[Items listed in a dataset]
<<<<

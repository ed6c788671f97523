// SPDX-License-Identifier: MIT

use cfgio::prelude::*;

use crate::errors::*;
use crate::fat32::Fat32Fs;
use crate::payload::{CLOUD_INIT_DIRS, ConfigDrivePayload};

/// Files written by one `provision` call.
#[derive(Debug, Clone, PartialEq, Eq)]
pub struct ProvisionSummary {
    /// Path (from the volume root) and size of each file.
    pub files: Vec<(String, u64)>,
}

/// Path of the document directory, from the volume root.
pub fn cloud_init_prefix() -> String {
    CLOUD_INIT_DIRS.join("/")
}

fn open_prefix<IO: DiskIO>(fs: &mut Fat32Fs<IO>, create: bool) -> FsResult<u32> {
    let mut dir = fs.root_dir();
    for name in CLOUD_INIT_DIRS {
        dir = if create {
            fs.create_dir(dir, name)?
        } else {
            fs.open_dir(dir, name)?
        };
    }
    Ok(dir)
}

/// Writes the payload documents under `/openstack/latest`.
///
/// Missing directories are created and existing files are rewritten in
/// place, so provisioning an already provisioned volume leaves exactly one
/// copy of each document.
pub fn provision<IO: DiskIO>(
    fs: &mut Fat32Fs<IO>,
    payload: &ConfigDrivePayload,
) -> FsResult<ProvisionSummary> {
    let prefix = cloud_init_prefix();
    log::debug!("Creating /{prefix}");
    let dir = open_prefix(fs, true)?;

    let mut files = Vec::with_capacity(3);
    for (name, data) in payload.documents()? {
        fs.write_file(dir, name, &data)?;
        log::debug!("Wrote /{prefix}/{name} ({} bytes)", data.len());
        files.push((format!("{prefix}/{name}"), data.len() as u64));
    }

    log::info!(
        "Provisioned config drive for '{}' (uuid {})",
        payload.meta.hostname,
        payload.meta.uuid
    );
    Ok(ProvisionSummary { files })
}

/// Reads one document back from `/openstack/latest`.
pub fn read_document<IO: DiskIO>(fs: &mut Fat32Fs<IO>, name: &str) -> FsResult<Vec<u8>> {
    let dir = open_prefix(fs, false)?;
    fs.read_file(dir, name)
}

/// Names of the entries under `/openstack/latest`, sorted.
pub fn list_documents<IO: DiskIO>(fs: &mut Fat32Fs<IO>) -> FsResult<Vec<String>> {
    let dir = open_prefix(fs, false)?;
    let mut names: Vec<String> = fs.read_dir(dir)?.into_iter().map(|item| item.name).collect();
    names.sort();
    Ok(names)
}

#[cfg(test)]
mod tests {
    use super::*;
    use crate::payload::{META_DATA_FILE, MetaData, NetworkData, USER_DATA};
    use crate::volume::{CONFIG_DRIVE_LABEL, format_fat32, with_volume};
    use std::collections::BTreeMap;

    const SIZE: u64 = 10 * 1024 * 1024;

    fn payload() -> ConfigDrivePayload {
        let mut keys = BTreeMap::new();
        keys.insert("ops".to_string(), "ssh-rsa AAAAB3Nza ops".to_string());
        ConfigDrivePayload::new("my-hostname", keys, NetworkData::default())
    }

    #[test]
    fn provision_writes_three_documents() {
        let mut disk = vec![0u8; SIZE as usize];
        let mut io = MemDiskIO::new(&mut disk);
        format_fat32(&mut io, 0, SIZE, CONFIG_DRIVE_LABEL).unwrap();

        let p = payload();
        let summary = with_volume(&mut io, 0, SIZE, |fs| provision(fs, &p)).unwrap();
        assert_eq!(summary.files.len(), 3);
        assert_eq!(summary.files[0].0, "openstack/latest/meta_data.json");

        let mut io = MemDiskIO::new(&mut disk);
        let (names, meta, user) = with_volume(&mut io, 0, SIZE, |fs| {
            Ok((
                list_documents(fs)?,
                read_document(fs, META_DATA_FILE)?,
                read_document(fs, "user_data")?,
            ))
        })
        .unwrap();

        assert_eq!(
            names,
            vec!["meta_data.json", "network_data.json", "user_data"]
        );
        let parsed: MetaData = serde_json::from_slice(&meta).unwrap();
        assert_eq!(parsed, p.meta);
        assert_eq!(user, USER_DATA.as_bytes());
    }

    #[test]
    fn reprovision_overwrites_with_new_uuid() {
        let mut disk = vec![0u8; SIZE as usize];
        let mut io = MemDiskIO::new(&mut disk);
        format_fat32(&mut io, 0, SIZE, CONFIG_DRIVE_LABEL).unwrap();

        let mut long = payload();
        long.meta.hostname = "a-much-longer-hostname-than-the-second-run".into();
        with_volume(&mut io, 0, SIZE, |fs| provision(fs, &long)).unwrap();

        let short = payload();
        with_volume(&mut io, 0, SIZE, |fs| provision(fs, &short)).unwrap();

        let (names, meta) = with_volume(&mut io, 0, SIZE, |fs| {
            Ok((list_documents(fs)?, read_document(fs, META_DATA_FILE)?))
        })
        .unwrap();
        assert_eq!(names.len(), 3);

        let parsed: MetaData = serde_json::from_slice(&meta).unwrap();
        assert_eq!(parsed.hostname, "my-hostname");
        assert_eq!(parsed.uuid, short.meta.uuid);
        assert_ne!(parsed.uuid, long.meta.uuid);
        assert_eq!(meta, short.meta_data_json().unwrap());
    }

    #[test]
    fn reading_an_unprovisioned_volume_fails() {
        let mut disk = vec![0u8; SIZE as usize];
        let mut io = MemDiskIO::new(&mut disk);
        format_fat32(&mut io, 0, SIZE, CONFIG_DRIVE_LABEL).unwrap();

        let res = with_volume(&mut io, 0, SIZE, |fs| read_document(fs, META_DATA_FILE));
        assert!(matches!(res, Err(FsError::NotFound(name)) if name == "openstack"));
    }
}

>>>>

◆ **ACTION ITEM**
Transcribe every record exactly.

◆ **ANSWER SECTION**
repository ed6c788671f97523
// SPDX-License-Identifier: MIT

use cfgio::prelude::*;

use crate::errors::*;
use crate::fat32::Fat32Fs;
use crate::payload::{CLOUD_INIT_DIRS, ConfigDrivePayload};

/// Files written by one `provision` call.
#[derive(Debug, Clone, PartialEq, Eq)]
pub struct ProvisionSummary {
    /// Path (from the volume root) and size of each file.
    pub files: Vec<(String, u64)>,
}

/// Path of the document directory, from the volume root.
pub fn cloud_init_prefix() -> String {
    CLOUD_INIT_DIRS.join("/")
}

fn open_prefix<IO: DiskIO>(fs: &mut Fat32Fs<IO>, create: bool) -> FsResult<u32> {
    let mut dir = fs.root_dir();
    for name in CLOUD_INIT_DIRS {
        dir = if create {
            fs.create_dir(dir, name)?
        } else {
            fs.open_dir(dir, name)?
        };
    }
    Ok(dir)
}

/// Writes the payload documents under `/openstack/latest`.
///
/// Missing directories are created and existing files are rewritten in
/// place, so provisioning an already provisioned volume leaves exactly one
/// copy of each document.
pub fn provision<IO: DiskIO>(
    fs: &mut Fat32Fs<IO>,
    payload: &ConfigDrivePayload,
) -> FsResult<ProvisionSummary> {
    let prefix = cloud_init_prefix();
    log::debug!("Creating /{prefix}");
    let dir = open_prefix(fs, true)?;

    let mut files = Vec::with_capacity(3);
    for (name, data) in payload.documents()? {
        fs.write_file(dir, name, &data)?;
        log::debug!("Wrote /{prefix}/{name} ({} bytes)", data.len());
        files.push((format!("{prefix}/{name}"), data.len() as u64));
    }

    log::info!(
        "Provisioned config drive for '{}' (uuid {})",
        payload.meta.hostname,
        payload.meta.uuid
    );
    Ok(ProvisionSummary { files })
}

/// Reads one document back from `/openstack/latest`.
pub fn read_document<IO: DiskIO>(fs: &mut Fat32Fs<IO>, name: &str) -> FsResult<Vec<u8>> {
    let dir = open_prefix(fs, false)?;
    fs.read_file(dir, name)
}

/// Names of the entries under `/openstack/latest`, sorted.
pub fn list_documents<IO: DiskIO>(fs: &mut Fat32Fs<IO>) -> FsResult<Vec<String>> {
    let dir = open_prefix(fs, false)?;
    let mut names: Vec<String> = fs.read_dir(dir)?.into_iter().map(|item| item.name).collect();
    names.sort();
    Ok(names)
}

#[cfg(test)]
mod tests {
    use super::*;
    use crate::payload::{META_DATA_FILE, MetaData, NetworkData, USER_DATA};
    use crate::volume::{CONFIG_DRIVE_LABEL, format_fat32, with_volume};
    use std::collections::BTreeMap;

    const SIZE: u64 = 10 * 1024 * 1024;

    fn payload() -> ConfigDrivePayload {
        let mut keys = BTreeMap::new();
        keys.insert("ops".to_string(), "ssh-rsa AAAAB3Nza ops".to_string());
        ConfigDrivePayload::new("my-hostname", keys, NetworkData::default())
    }

    #[test]
    fn provision_writes_three_documents() {
        let mut disk = vec![0u8; SIZE as usize];
        let mut io = MemDiskIO::new(&mut disk);
        format_fat32(&mut io, 0, SIZE, CONFIG_DRIVE_LABEL).unwrap();

        let p = payload();
        let summary = with_volume(&mut io, 0, SIZE, |fs| provision(fs, &p)).unwrap();
        assert_eq!(summary.files.len(), 3);
        assert_eq!(summary.files[0].0, "openstack/latest/meta_data.json");

        let mut io = MemDiskIO::new(&mut disk);
        let (names, meta, user) = with_volume(&mut io, 0, SIZE, |fs| {
            Ok((
                list_documents(fs)?,
                read_document(fs, META_DATA_FILE)?,
                read_document(fs, "user_data")?,
            ))
        })
        .unwrap();

        assert_eq!(
            names,
            vec!["meta_data.json", "network_data.json", "user_data"]
        );
        let parsed: MetaData = serde_json::from_slice(&meta).unwrap();
        assert_eq!(parsed, p.meta);
        assert_eq!(user, USER_DATA.as_bytes());
    }

    #[test]
    fn reprovision_overwrites_with_new_uuid() {
        let mut disk = vec![0u8; SIZE as usize];
        let mut io = MemDiskIO::new(&mut disk);
        format_fat32(&mut io, 0, SIZE, CONFIG_DRIVE_LABEL).unwrap();

        let mut long = payload();
        long.meta.hostname = "a-much-longer-hostname-than-the-second-run".into();
        with_volume(&mut io, 0, SIZE, |fs| provision(fs, &long)).unwrap();

        let short = payload();
        with_volume(&mut io, 0, SIZE, |fs| provision(fs, &short)).unwrap();

        let (names, meta) = with_volume(&mut io, 0, SIZE, |fs| {
            Ok((list_documents(fs)?, read_document(fs, META_DATA_FILE)?))
        })
        .unwrap();
        assert_eq!(names.len(), 3);

        let parsed: MetaData = serde_json::from_slice(&meta).unwrap();
        assert_eq!(parsed.hostname, "my-hostname");
        assert_eq!(parsed.uuid, short.meta.uuid);
        assert_ne!(parsed.uuid, long.meta.uuid);
        assert_eq!(meta, short.meta_data_json().unwrap());
    }

    #[test]
    fn reading_an_unprovisioned_volume_fails() {
        let mut disk = vec![0u8; SIZE as usize];
        let mut io = MemDiskIO::new(&mut disk);
        format_fat32(&mut io, 0, SIZE, CONFIG_DRIVE_LABEL).unwrap();

        let res = with_volume(&mut io, 0, SIZE, |fs| read_document(fs, META_DATA_FILE));
        assert!(matches!(res, Err(FsError::NotFound(name)) if name == "openstack"));
    }
}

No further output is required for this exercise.